REQUIRED WORK
Output the data that follows exactly, line for line.

Saved entries:
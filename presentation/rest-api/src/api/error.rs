use poem::http::StatusCode;
use poem_openapi::{Object, payload::Json};

#[derive(Object, Debug)]
pub struct ErrorResponse {
    pub name: String,
    pub message: String,
}

impl ErrorResponse {
    pub fn new(name: &str, message: &str) -> Json<Self> {
        Json(Self {
            name: name.to_string(),
            message: message.to_string(),
        })
    }
}

pub trait IntoErrorResponse {
    fn into_error_response(self) -> (StatusCode, Json<ErrorResponse>);
}
pub mod client;
pub mod contact_sender;
pub mod disabled;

TASK RESULT
filename presentation/rest-api/src/api/error.rs
use poem::http::StatusCode;
use poem_openapi::{Object, payload::Json};

#[derive(Object, Debug)]
pub struct ErrorResponse {
    pub name: String,
    pub message: String,
}

impl ErrorResponse {
    pub fn new(name: &str, message: &str) -> Json<Self> {
        Json(Self {
            name: name.to_string(),
            message: message.to_string(),
        })
    }
}

pub trait IntoErrorResponse {
    fn into_error_response(self) -> (StatusCode, Json<ErrorResponse>);
}
pub mod client;
pub mod contact_sender;
pub mod disabled;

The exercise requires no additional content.